I am trying to access the DMA address in a NIC directly from another PCIe device in Linux. Specifically, I am trying to read that from an NVIDIA GPU to bypass the CPU all together. I have researched for zero-copy networking and DMA to userspace posts, but they either didn't answer the question or involve some copy from Kernel space to User space. I am trying to avoid using any CPU clocks because of the inconsistency with the delay and I have very tight latency requirements.

I got a hold of the NIC driver for the intel card I use (e1000e driver) and I found where the ring buffers are allocated. As I understood from a previous paper I was reading, I would be interested in the descriptor of type dma_addr_t.
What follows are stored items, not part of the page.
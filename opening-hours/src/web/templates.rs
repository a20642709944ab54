//! Askama templates for the web frontend.

use askama::Template;

use super::dto::HoursResponse;

/// Hours panel fragment, the HTML form of `HoursResponse`.
#[derive(Template)]
#[template(path = "hours.html")]
pub struct HoursTemplate {
    /// CSS modifier: "open", "closed" or "unknown"
    pub state: &'static str,
    pub summary: String,
    pub note: Option<String>,
    pub days: Vec<DayView>,
}

/// One row of the weekly table.
#[derive(Debug, Clone)]
pub struct DayView {
    pub day: String,
    pub hours: String,
}

impl HoursTemplate {
    /// Create from the JSON response so both renderings agree.
    pub fn from_response(resp: &HoursResponse) -> Self {
        use super::dto::StateResult;

        let state = match resp.state {
            StateResult::Open => "open",
            StateResult::Closed => "closed",
            StateResult::Unknown => "unknown",
        };

        Self {
            state,
            summary: resp.summary.clone(),
            note: resp.note.clone(),
            days: resp
                .week
                .iter()
                .map(|d| DayView {
                    day: d.day.clone(),
                    hours: d.display.clone(),
                })
                .collect(),
        }
    }
}
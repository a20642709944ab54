//! Weekly schedule model.

use super::{Interval, Weekday};

/// A parsed weekly schedule.
///
/// Built once from an `opening_hours` value and never mutated afterwards,
/// so it can be shared freely between evaluations.
///
/// # Examples
///
/// ```
/// use opening_hours::domain::{Interval, TimeOfDay, Weekday, WeeklySchedule};
///
/// let iv = Interval::new(
///     TimeOfDay::new(9, 0).unwrap(),
///     TimeOfDay::new(17, 0).unwrap(),
/// )
/// .unwrap();
///
/// let schedule = WeeklySchedule::closed().with_interval(Weekday::Monday, Some(iv));
/// assert_eq!(schedule.interval_for(Weekday::Monday), Some(iv));
/// assert_eq!(schedule.interval_for(Weekday::Tuesday), None);
/// assert!(!schedule.is_always_open());
/// ```
#[derive(Debug, Clone, Copy, PartialEq, Eq, Hash)]
pub enum WeeklySchedule {
    /// Open around the clock ("24/7").
    AlwaysOpen,

    /// Varies through the year; hours not known ("seasonal").
    Seasonal,

    /// At most one interval per day, indexed by `Weekday::index`.
    /// `None` means closed that day.
    Daily([Option<Interval>; 7]),
}

impl WeeklySchedule {
    /// A daily schedule with every day closed.
    pub fn closed() -> Self {
        WeeklySchedule::Daily([None; 7])
    }

    /// Returns a copy with `day` set to `interval`.
    ///
    /// `AlwaysOpen` and `Seasonal` are returned unchanged.
    pub fn with_interval(self, day: Weekday, interval: Option<Interval>) -> Self {
        match self {
            WeeklySchedule::Daily(mut days) => {
                days[day.index() as usize] = interval;
                WeeklySchedule::Daily(days)
            }
            other => other,
        }
    }

    /// The interval for `day`, or `None` when closed or not a daily schedule.
    pub fn interval_for(&self, day: Weekday) -> Option<Interval> {
        match self {
            WeeklySchedule::Daily(days) => days[day.index() as usize],
            WeeklySchedule::AlwaysOpen | WeeklySchedule::Seasonal => None,
        }
    }

    pub fn is_always_open(&self) -> bool {
        matches!(self, WeeklySchedule::AlwaysOpen)
    }

    pub fn is_seasonal(&self) -> bool {
        matches!(self, WeeklySchedule::Seasonal)
    }

    /// Whether any day of a daily schedule has an interval.
    pub fn has_any_interval(&self) -> bool {
        match self {
            WeeklySchedule::Daily(days) => days.iter().any(Option::is_some),
            WeeklySchedule::AlwaysOpen | WeeklySchedule::Seasonal => false,
        }
    }

    /// Iterate `(day, interval)` pairs, Monday first.
    pub fn days(&self) -> impl Iterator<Item = (Weekday, Option<Interval>)> + '_ {
        Weekday::ALL
            .into_iter()
            .map(move |day| (day, self.interval_for(day)))
    }
}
They also have a member of the rx_ring struct called dma. I pass both the desc and the dma members using an ioctl call but I am unable to get anything in the GPU besides zeros.
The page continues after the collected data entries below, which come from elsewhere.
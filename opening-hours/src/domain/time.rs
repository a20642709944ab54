//! Time-of-day handling.
//!
//! Opening hours give times as zero-padded "HH:MM" strings. `TimeOfDay`
//! orders them numerically (minutes since midnight), which agrees with the
//! lexical order of the padded strings.

use chrono::{NaiveTime, Timelike};
use std::fmt;

/// Error returned when parsing an invalid time string.
#[derive(Debug, Clone, PartialEq, Eq, thiserror::Error)]
#[error("invalid time: {reason}")]
pub struct TimeError {
    reason: &'static str,
}

impl TimeError {
    fn new(reason: &'static str) -> Self {
        Self { reason }
    }
}

/// A wall-clock time of day with minute precision.
///
/// # Examples
///
/// ```
/// use opening_hours::domain::TimeOfDay;
///
/// let t = TimeOfDay::parse_hhmm("09:05").unwrap();
/// assert_eq!(t.hour(), 9);
/// assert_eq!(t.minute(), 5);
/// assert_eq!(t.to_string(), "09:05");
///
/// assert!(TimeOfDay::parse_hhmm("9:05").is_err());
/// assert!(TimeOfDay::parse_hhmm("24:00").is_err());
/// ```
#[derive(Clone, Copy, PartialEq, Eq, PartialOrd, Ord, Hash)]
pub struct TimeOfDay {
    // Field order matters: the derived Ord compares hour first.
    hour: u8,
    minute: u8,
}

impl TimeOfDay {
    /// Midnight, 00:00.
    pub const MIDNIGHT: TimeOfDay = TimeOfDay { hour: 0, minute: 0 };

    /// Create a time from hour (0-23) and minute (0-59).
    pub fn new(hour: u8, minute: u8) -> Result<Self, TimeError> {
        if hour > 23 {
            return Err(TimeError::new("hour must be 0-23"));
        }
        if minute > 59 {
            return Err(TimeError::new("minute must be 0-59"));
        }
        Ok(Self { hour, minute })
    }

    /// Parse a time from "HH:MM" format.
    ///
    /// Both fields must be exactly two ASCII digits.
    pub fn parse_hhmm(s: &str) -> Result<Self, TimeError> {
        // Must be exactly 5 characters: HH:MM
        if s.len() != 5 {
            return Err(TimeError::new("expected HH:MM format"));
        }

        let bytes = s.as_bytes();

        if bytes[2] != b':' {
            return Err(TimeError::new("expected colon at position 2"));
        }

        let hour =
            parse_two_digits(&bytes[0..2]).ok_or_else(|| TimeError::new("invalid hour digits"))?;
        let minute = parse_two_digits(&bytes[3..5])
            .ok_or_else(|| TimeError::new("invalid minute digits"))?;

        Self::new(hour, minute)
    }

    /// Returns the hour (0-23).
    pub fn hour(&self) -> u8 {
        self.hour
    }

    /// Returns the minute (0-59).
    pub fn minute(&self) -> u8 {
        self.minute
    }

    /// Minutes elapsed since midnight (0-1439).
    pub fn minutes_since_midnight(&self) -> u16 {
        self.hour as u16 * 60 + self.minute as u16
    }
}

impl From<NaiveTime> for TimeOfDay {
    /// Seconds and sub-seconds are dropped.
    fn from(time: NaiveTime) -> Self {
        // chrono guarantees hour < 24 and minute < 60
        Self {
            hour: time.hour() as u8,
            minute: time.minute() as u8,
        }
    }
}

impl fmt::Debug for TimeOfDay {
    fn fmt(&self, f: &mut fmt::Formatter<'_>) -> fmt::Result {
        write!(f, "TimeOfDay({:02}:{:02})", self.hour, self.minute)
    }
}

impl fmt::Display for TimeOfDay {
    fn fmt(&self, f: &mut fmt::Formatter<'_>) -> fmt::Result {
        write!(f, "{:02}:{:02}", self.hour, self.minute)
    }
}

/// Parse two ASCII digit bytes into a u8.
fn parse_two_digits(bytes: &[u8]) -> Option<u8> {
    if bytes.len() != 2 {
        return None;
    }
    let d1 = (bytes[0] as char).to_digit(10)?;
    let d2 = (bytes[1] as char).to_digit(10)?;
    Some((d1 * 10 + d2) as u8)
}

#[cfg(test)]
mod tests {
    use super::*;

    #[test]
    fn parse_valid_times() {
        let t = TimeOfDay::parse_hhmm("00:00").unwrap();
        assert_eq!(t.hour(), 0);
        assert_eq!(t.minute(), 0);

        let t = TimeOfDay::parse_hhmm("23:59").unwrap();
        assert_eq!(t.hour(), 23);
        assert_eq!(t.minute(), 59);

        let t = TimeOfDay::parse_hhmm("14:30").unwrap();
        assert_eq!(t.hour(), 14);
        assert_eq!(t.minute(), 30);
    }

    #[test]
    fn parse_invalid_format() {
        // Wrong length
        assert!(TimeOfDay::parse_hhmm("1430").is_err());
        assert!(TimeOfDay::parse_hhmm("14:3").is_err());
        assert!(TimeOfDay::parse_hhmm("14:300").is_err());
        assert!(TimeOfDay::parse_hhmm("9:00").is_err());

        // Missing colon
        assert!(TimeOfDay::parse_hhmm("14-30").is_err());
        assert!(TimeOfDay::parse_hhmm("14.30").is_err());

        // Non-digit characters
        assert!(TimeOfDay::parse_hhmm("ab:cd").is_err());
        assert!(TimeOfDay::parse_hhmm("1a:30").is_err());
        assert!(TimeOfDay::parse_hhmm("+1:30").is_err());
    }

    #[test]
    fn parse_invalid_values() {
        assert!(TimeOfDay::parse_hhmm("24:00").is_err());
        assert!(TimeOfDay::parse_hhmm("25:00").is_err());
        assert!(TimeOfDay::parse_hhmm("12:60").is_err());
        assert!(TimeOfDay::parse_hhmm("12:99").is_err());
    }

    #[test]
    fn error_display() {
        let err = TimeOfDay::parse_hhmm("24:00").unwrap_err();
        assert_eq!(err.to_string(), "invalid time: hour must be 0-23");
    }

    #[test]
    fn display_is_zero_padded() {
        assert_eq!(TimeOfDay::new(0, 0).unwrap().to_string(), "00:00");
        assert_eq!(TimeOfDay::new(9, 5).unwrap().to_string(), "09:05");
        assert_eq!(TimeOfDay::new(23, 59).unwrap().to_string(), "23:59");
    }

    #[test]
    fn debug_format() {
        let t = TimeOfDay::new(7, 3).unwrap();
        assert_eq!(format!("{:?}", t), "TimeOfDay(07:03)");
    }

    #[test]
    fn ordering() {
        let t1 = TimeOfDay::parse_hhmm("09:59").unwrap();
        let t2 = TimeOfDay::parse_hhmm("10:00").unwrap();
        let t3 = TimeOfDay::parse_hhmm("10:01").unwrap();

        assert!(t1 < t2);
        assert!(t2 < t3);
        assert!(TimeOfDay::MIDNIGHT <= t1);
    }

    #[test]
    fn from_naive_time_drops_seconds() {
        let naive = NaiveTime::from_hms_opt(17, 45, 59).unwrap();
        let t = TimeOfDay::from(naive);
        assert_eq!(t.to_string(), "17:45");
    }

    #[test]
    fn minutes_since_midnight() {
        assert_eq!(TimeOfDay::MIDNIGHT.minutes_since_midnight(), 0);
        assert_eq!(TimeOfDay::new(1, 30).unwrap().minutes_since_midnight(), 90);
        assert_eq!(
            TimeOfDay::new(23, 59).unwrap().minutes_since_midnight(),
            1439
        );
    }
}

#[cfg(test)]
mod proptests {
    use super::*;
    use proptest::prelude::*;

    prop_compose! {
        fn valid_time()(hour in 0u8..24, minute in 0u8..60) -> String {
            format!("{:02}:{:02}", hour, minute)
        }
    }

    proptest! {
        /// Parse then display roundtrips
        #[test]
        fn parse_display_roundtrip(time_str in valid_time()) {
            let parsed = TimeOfDay::parse_hhmm(&time_str).unwrap();
            prop_assert_eq!(parsed.to_string(), time_str);
        }

        /// Numeric order agrees with lexical order of the padded strings
        #[test]
        fn order_matches_lexical(a in valid_time(), b in valid_time()) {
            let ta = TimeOfDay::parse_hhmm(&a).unwrap();
            let tb = TimeOfDay::parse_hhmm(&b).unwrap();
            prop_assert_eq!(ta.cmp(&tb), a.cmp(&b));
        }

        /// Order agrees with minutes since midnight
        #[test]
        fn order_matches_minutes(
            h1 in 0u8..24, m1 in 0u8..60,
            h2 in 0u8..24, m2 in 0u8..60
        ) {
            let t1 = TimeOfDay::new(h1, m1).unwrap();
            let t2 = TimeOfDay::new(h2, m2).unwrap();
            prop_assert_eq!(
                t1.cmp(&t2),
                t1.minutes_since_midnight().cmp(&t2.minutes_since_midnight())
            );
        }

        /// Invalid hour is rejected
        #[test]
        fn invalid_hour_rejected(hour in 24u32..100, minute in 0u32..60) {
            let s = format!("{:02}:{:02}", hour, minute);
            prop_assert!(TimeOfDay::parse_hhmm(&s).is_err());
        }

        /// Invalid minute is rejected
        #[test]
        fn invalid_minute_rejected(hour in 0u32..24, minute in 60u32..100) {
            let s = format!("{:02}:{:02}", hour, minute);
            prop_assert!(TimeOfDay::parse_hhmm(&s).is_err());
        }
    }
}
The GPU code is as follows:

int *setup_gpu_dma(u64 addr)                                                     
{                                                                                
    // Allocate GPU memory                                                       
    int *gpu_ptr;                                                                
    cudaMalloc((void **) &gpu_ptr, MEM_SIZE);                                    

    // Allocate memory in user space to read the stuff back                      
    int *h_data;                                                                 
    cudaMallocHost((void **)&h_data, MEM_SIZE);                                  

    // Present FPGA memory to CUDA as CPU locked pages                           
    int error = cudaHostRegister((void **) &addr, MEM_SIZE,                      
        CU_MEMHOSTALLOC_DEVICEMAP);                                              
    cout << "Allocation error = " << error << endl;                              

    // DMA from GPU memory to FPGA memory                                        
    cudaMemcpy((void **) &gpu_ptr, (void **)&addr,   MEM_SIZE, cudaMemcpyHostToDevice);
    cudaMemcpy((void **) &h_data, (void **)&gpu_ptr, MEM_SIZE, cudaMemcpyDeviceToHost);

    // Print the data                                                            

    // Clean up 
}                        

What am I doing wrong?

1
Where it says "FPGA" in the comments, should it say "NIC buffer"?Roger Dahl
yes it should. I copied part of this code from another example doing something very similar in Windows. They were reading from an FPGA PCI-e board. Sorry about that.jrk0414
Have you had a chance to look at NVIDIA's GPUDirect documentation: docs.nvidia.com/cuda/gpudirect-rdma/index.htmlnjuffa
Yes I have, but there are a couple issues with it. First, that does not work with Geforce GPUs. Instead of giving the GPU address to the NIC, we would have to give the NIC address to the GPU. Second, the NIC drivers use ring buffers, which make it hard to use with GPU memory as I understand.jrk0414

1 Answers

1
votes

cudaHostRegister() operates on already-allocated host memory, so you have to pass addr, not &addr.

If addr is not a host pointer, this will not work. If it is a host pointer, your function interface should use void * and then there will be no need for the typecast.